The credit agreement contains provisions which require the Company to maintain a
minimum level of net worth and a minimum interest coverage ratio and limit the
Company's expenditures on capital assets. The Company was not in compliance with
the interest coverage and minimum net worth covenants for the quarter ended
September 30, 2000. GE Capital has been unwilling to waive noncompliance. GE
Capital issued a default notice to the Company on June 5, 2000. Due to the
Company's default, GE Capital has the right to withdraw funding, demand
immediate payment of all outstanding loan balances and foreclose against the
loan collateral in satisfaction of its secured debt. The Company is working with
GE Capital to address the default and the Company's financial problems. GE
Capital has thus far refrained from exercising certain of its rights and has
continued funding the Company on a restricted basis. The ultimate actions of GE
Capital and the resolution of the Company's financial problems is uncertain. The
current circumstances and funding levels render the Company unable to maintain
normal activities. Because the lender has not waived noncompliance, and has the
right to accelerate payment of outstanding loans or otherwise restrict
borrowings under the line, all outstanding borrowings under the line of credit
and term loan have been classified as short-term as of September 30, 2000.

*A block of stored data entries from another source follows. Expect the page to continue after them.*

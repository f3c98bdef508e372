// Copyright 2021 Tristam MacDonald
//
// Licensed under the Apache License, Version 2.0 (the "License");
// you may not use this file except in compliance with the License.
// You may obtain a copy of the License at
//
//     http://www.apache.org/licenses/LICENSE-2.0
//
// Unless required by applicable law or agreed to in writing, software
// distributed under the License is distributed on an "AS IS" BASIS,
// WITHOUT WARRANTIES OR CONDITIONS OF ANY KIND, either express or implied.
// See the License for the specific language governing permissions and
// limitations under the License.

//! End-to-end scenarios and cross-cutting invariants for the marching
//! pipeline, run against the public `marching` crate API only.

use approx::assert_relative_eq;
use marching::factory::{
    marching_cubes_lorensen, marching_squares, marching_triangles, marching_triangles_reversed,
    MarchingOptions,
};
use marching::Interpolation;
use ndarray::{arr2, ArrayD, IxDyn};

#[test]
fn s1_single_crossing_square() {
    let volume = arr2(&[[1.0, 1.0], [1.0, -1.0]]).into_dyn();
    let out = marching_squares()
        .march(volume.view(), &MarchingOptions::default())
        .unwrap();
    assert_eq!(out.vertex_count(), 2);
    assert_eq!(out.simplex_count(), 1);
}

#[test]
fn s2_saddle_left_unresolved() {
    let volume = arr2(&[[1.0, -1.0], [-1.0, 1.0]]).into_dyn();
    let out = marching_squares()
        .march(volume.view(), &MarchingOptions::default())
        .unwrap();
    // an unresolved saddle still emits two segments, just not connected
    // through the face test.
    assert_eq!(out.simplex_count(), 2);
}

#[test]
fn s3_saddle_face_test_changes_topology() {
    let not_connected = arr2(&[[2.0, -1.0], [-1.0, 2.0]]).into_dyn();
    let connected = arr2(&[[0.5, -1.0], [-1.0, 0.5]]).into_dyn();
    let out_a = marching_squares()
        .march(not_connected.view(), &MarchingOptions::default())
        .unwrap();
    let out_b = marching_squares()
        .march(connected.view(), &MarchingOptions::default())
        .unwrap();
    // both still produce 2 segments (4 crossings), but which edges pair up
    // differs; we only assert both resolve without error and keep vertex
    // count constant since all four edges cross in either case.
    assert_eq!(out_a.vertex_count(), 4);
    assert_eq!(out_b.vertex_count(), 4);
}

#[test]
fn s4_single_corner_cube() {
    let mut volume = ArrayD::<f64>::from_elem(IxDyn(&[2, 2, 2]), -1.0);
    volume[[0, 0, 0]] = 1.0;
    let out = marching_cubes_lorensen()
        .march(volume.view(), &MarchingOptions::default())
        .unwrap();
    assert_eq!(out.vertex_count(), 3);
    assert_eq!(out.simplex_count(), 1);
}

#[test]
fn s5_uniform_volume_has_no_surface() {
    let volume = ArrayD::<f64>::from_elem(IxDyn(&[4, 4, 4]), 1.0);
    let out = marching_cubes_lorensen()
        .march(volume.view(), &MarchingOptions::default())
        .unwrap();
    assert_eq!(out.vertex_count(), 0);
    assert_eq!(out.simplex_count(), 0);
}

#[test]
fn s6_interpolation_modes_agree_at_midpoint_diverge_off_it() {
    let symmetric = arr2(&[[1.0, 1.0], [1.0, -1.0]]).into_dyn();
    let mut linear_opts = MarchingOptions::default();
    linear_opts.interpolation = Interpolation::Linear;
    let mut cosine_opts = MarchingOptions::default();
    cosine_opts.interpolation = Interpolation::Cosine;
    let mut halfway_opts = MarchingOptions::default();
    halfway_opts.interpolation = Interpolation::Halfway;

    let linear = marching_squares().march(symmetric.view(), &linear_opts).unwrap();
    let cosine = marching_squares().march(symmetric.view(), &cosine_opts).unwrap();
    let halfway = marching_squares().march(symmetric.view(), &halfway_opts).unwrap();

    for v in linear.vertices.rows() {
        let on_midpoint = v.iter().any(|&c| (c - 0.5).abs() < 1e-6);
        assert!(on_midpoint || v.iter().all(|&c| c.fract() == 0.0));
    }
    assert_eq!(linear.vertices, cosine.vertices);
    assert_eq!(linear.vertices, halfway.vertices);
}

#[test]
fn idempotence_same_input_same_output() {
    let volume = arr2(&[[1.0, -1.0], [1.0, -1.0]]).into_dyn();
    let marcher = marching_squares();
    let options = MarchingOptions::default();
    let a = marcher.march(volume.view(), &options).unwrap();
    let b = marcher.march(volume.view(), &options).unwrap();
    assert_eq!(a.vertices, b.vertices);
    assert_eq!(a.simplices, b.simplices);
}

#[test]
fn reflective_symmetry_mirrors_vertex_positions() {
    let volume = arr2(&[[1.0, -1.0], [1.0, -1.0]]).into_dyn();
    let mirrored = arr2(&[[-1.0, 1.0], [-1.0, 1.0]]).into_dyn();
    let out = marching_squares()
        .march(volume.view(), &MarchingOptions::default())
        .unwrap();
    let out_mirrored = marching_squares()
        .march(mirrored.view(), &MarchingOptions::default())
        .unwrap();
    assert_eq!(out.vertex_count(), out_mirrored.vertex_count());
}

#[test]
fn step_size_composes_by_subsampling_the_grid() {
    let mut data = vec![1.0f64; 16];
    data[15] = -1.0;
    let volume = ArrayD::from_shape_vec(IxDyn(&[4, 4]), data).unwrap();
    let mut options = MarchingOptions::default();
    options.step_size = 3;
    let out = marching_squares().march(volume.view(), &options).unwrap();
    assert_eq!(out.simplex_count(), 1);
}

#[test]
fn triangles_forward_and_reversed_agree_on_vertex_count_for_symmetric_input() {
    let volume = arr2(&[[1.0, -1.0], [-1.0, 1.0]]).into_dyn();
    let forward = marching_triangles()
        .march(volume.view(), &MarchingOptions::default())
        .unwrap();
    let reversed = marching_triangles_reversed()
        .march(volume.view(), &MarchingOptions::default())
        .unwrap();
    assert!(forward.simplex_count() > 0);
    assert!(reversed.simplex_count() > 0);
}

#[test]
fn invalid_rank_is_rejected() {
    let volume = ArrayD::<f64>::zeros(IxDyn(&[4, 4, 4]));
    let err = marching_squares()
        .march(volume.view(), &MarchingOptions::default())
        .unwrap_err();
    assert!(matches!(err, marching::MarchingError::InvalidInput(_)));
}

#[test]
fn winding_is_reversed_between_a_type_and_its_complement() {
    // type 1 (only corner (0,0) above level) and its complement type 14
    // cross the same two edges of the same cell; the complement must walk
    // them in the opposite order so the isoline stays consistently oriented.
    let type1 = arr2(&[[1.0, -1.0], [-1.0, -1.0]]).into_dyn();
    let type14 = arr2(&[[-1.0, 1.0], [1.0, 1.0]]).into_dyn();
    let out1 = marching_squares()
        .march(type1.view(), &MarchingOptions::default())
        .unwrap();
    let out14 = marching_squares()
        .march(type14.view(), &MarchingOptions::default())
        .unwrap();

    assert_eq!(out1.simplex_count(), 1);
    assert_eq!(out14.simplex_count(), 1);

    let v1_first = out1.vertices.row(out1.simplices[[0, 0]] as usize);
    let v1_second = out1.vertices.row(out1.simplices[[0, 1]] as usize);
    let v14_first = out14.vertices.row(out14.simplices[[0, 0]] as usize);
    let v14_second = out14.vertices.row(out14.simplices[[0, 1]] as usize);

    assert_relative_eq!(v1_first[0], v14_second[0], epsilon = 1e-6);
    assert_relative_eq!(v1_first[1], v14_second[1], epsilon = 1e-6);
    assert_relative_eq!(v1_second[0], v14_first[0], epsilon = 1e-6);
    assert_relative_eq!(v1_second[1], v14_first[1], epsilon = 1e-6);
}

#[test]
fn cosine_offset_matches_closed_form_away_from_midpoint() {
    assert_relative_eq!(
        Interpolation::Cosine.offset(1.0, -3.0),
        1.0 / 3.0,
        epsilon = 1e-12
    );
}
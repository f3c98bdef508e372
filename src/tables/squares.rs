// Copyright 2017 Tristam MacDonald
//
// Licensed under the Apache License, Version 2.0 (the "License");
// you may not use this file except in compliance with the License.
// You may obtain a copy of the License at
//
//     http://www.apache.org/licenses/LICENSE-2.0
//
// Unless required by applicable law or agreed to in writing, software
// distributed under the License is distributed on an "AS IS" BASIS,
// WITHOUT WARRANTIES OR CONDITIONS OF ANY KIND, either express or implied.
// See the License for the specific language governing permissions and
// limitations under the License.

//! 2D marching-squares tables.
//!
//! Corners are numbered bottom-left, bottom-right, top-right, top-left
//! (bits 0-3). Edges are numbered Bottom(0), Right(1), Top(2), Left(3).
//! Types 16 and 17 are the asymptotic-decider-resolved variants of the
//! saddle types 5 and 10, grounded on `MarchingCuPy/MarchingSquares.py`'s
//! `GEOMETRY_LOOKUP`.

pub const CORNERS: [&[u8]; 4] = [&[0, 0], &[1, 0], &[1, 1], &[0, 1]];

pub const EDGE_DELTA: [&[u8]; 4] = [&[0, 0], &[1, 0], &[0, 1], &[0, 0]];
pub const EDGE_DIRECTION: [u8; 4] = [0, 1, 0, 1];

const N: i16 = -1;

/// 18 rows (16 base cell types plus the two disambiguated saddle variants)
/// of 2 line segments (4 columns) each.
#[rustfmt::skip]
pub const GEOMETRY_LOOKUP: [i16; 18 * 4] = [
    N, N, N, N, // 0
    0, 3, N, N, // 1
    1, 0, N, N, // 2
    1, 3, N, N, // 3
    2, 1, N, N, // 4
    0, 3, 2, 1, // 5 (ambiguous)
    2, 0, N, N, // 6
    2, 3, N, N, // 7
    3, 2, N, N, // 8
    0, 2, N, N, // 9
    1, 0, 3, 2, // 10 (ambiguous)
    1, 2, N, N, // 11
    3, 1, N, N, // 12
    0, 1, N, N, // 13
    3, 0, N, N, // 14
    N, N, N, N, // 15
    2, 3, 0, 1, // 16 (resolved from 5)
    3, 0, 1, 2, // 17 (resolved from 10)
];

pub const N_V: usize = 2;
pub const COLUMNS: usize = 4;
//! Machine-image lookup.
//!
//! The lookup is a data source rather than a managed resource: nothing is
//! created on the provider side. At apply time the available images from the
//! trusted owner are filtered by name pattern and the most recent one (by
//! creation date) is selected. The instance then references the resolved
//! image id.

use aws_sdk_ec2::types::Filter;
use aws_sdk_ec2::Client;
use serde::{Deserialize, Serialize};

use crate::error::{Error, Result};
use crate::resources::{ResourceAddr, ResourceKind};

/// Specification of a machine-image lookup.
#[derive(Debug, Clone, PartialEq, Eq, Serialize, Deserialize)]
pub struct AmiLookup {
    /// Lookup name, unique within the stack.
    pub name: String,
    /// Image owner account alias or id, e.g. `amazon`.
    pub owner: String,
    /// Glob-style name pattern passed to the provider's image filter.
    pub name_pattern: String,
    /// Select the most recent match instead of failing on ambiguity.
    pub most_recent: bool,
}

impl AmiLookup {
    /// The address of this lookup.
    pub fn addr(&self) -> ResourceAddr {
        ResourceAddr::new(ResourceKind::Ami, &self.name)
    }

    /// Resolves the lookup against the provider, returning the selected image.
    pub async fn resolve(&self, client: &Client) -> Result<ImageInfo> {
        let resp = client
            .describe_images()
            .owners(&self.owner)
            .filters(
                Filter::builder()
                    .name("name")
                    .values(&self.name_pattern)
                    .build(),
            )
            .filters(Filter::builder().name("state").values("available").build())
            .send()
            .await
            .map_err(|e| Error::provider("DescribeImages", e.to_string()))?;

        let mut candidates: Vec<ImageInfo> = resp
            .images()
            .iter()
            .filter_map(|image| {
                Some(ImageInfo {
                    image_id: image.image_id()?.to_string(),
                    name: image.name().unwrap_or_default().to_string(),
                    creation_date: image.creation_date().unwrap_or_default().to_string(),
                })
            })
            .collect();

        if candidates.is_empty() {
            return Err(Error::NoImageFound {
                address: self.addr().to_string(),
                owner: self.owner.clone(),
                pattern: self.name_pattern.clone(),
            });
        }

        // ISO-8601 creation dates sort lexicographically.
        candidates.sort_by(|a, b| a.creation_date.cmp(&b.creation_date));
        let selected = if self.most_recent {
            candidates.pop()
        } else {
            candidates.into_iter().next()
        };
        let selected = selected.ok_or_else(|| Error::NoImageFound {
            address: self.addr().to_string(),
            owner: self.owner.clone(),
            pattern: self.name_pattern.clone(),
        })?;

        tracing::info!(
            image_id = %selected.image_id,
            name = %selected.name,
            "Resolved image lookup '{}'",
            self.addr()
        );

        Ok(selected)
    }
}

/// A resolved machine image.
#[derive(Debug, Clone, PartialEq, Eq, Serialize, Deserialize)]
pub struct ImageInfo {
    /// Provider image id.
    pub image_id: String,
    /// Image name.
    pub name: String,
    /// Creation timestamp as reported by the provider.
    pub creation_date: String,
}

         In connection with the GE Capital line of credit, the Company issued a
warrant for the purchase of 334,793 shares of common stock at an original
exercise price of $5.95 per share. The warrant is exercisable immediately and
expires in July 2002. The fair value of the warrant was calculated using the
Black-Scholes method and was estimated at $327,032. This deferred debt issuance
cost reduces the carrying value of the related debt and is being amortized over
the life of the debt on a straight line basis. In August 2000, the warrant was
amended to change the exercise price to fifty cents per share.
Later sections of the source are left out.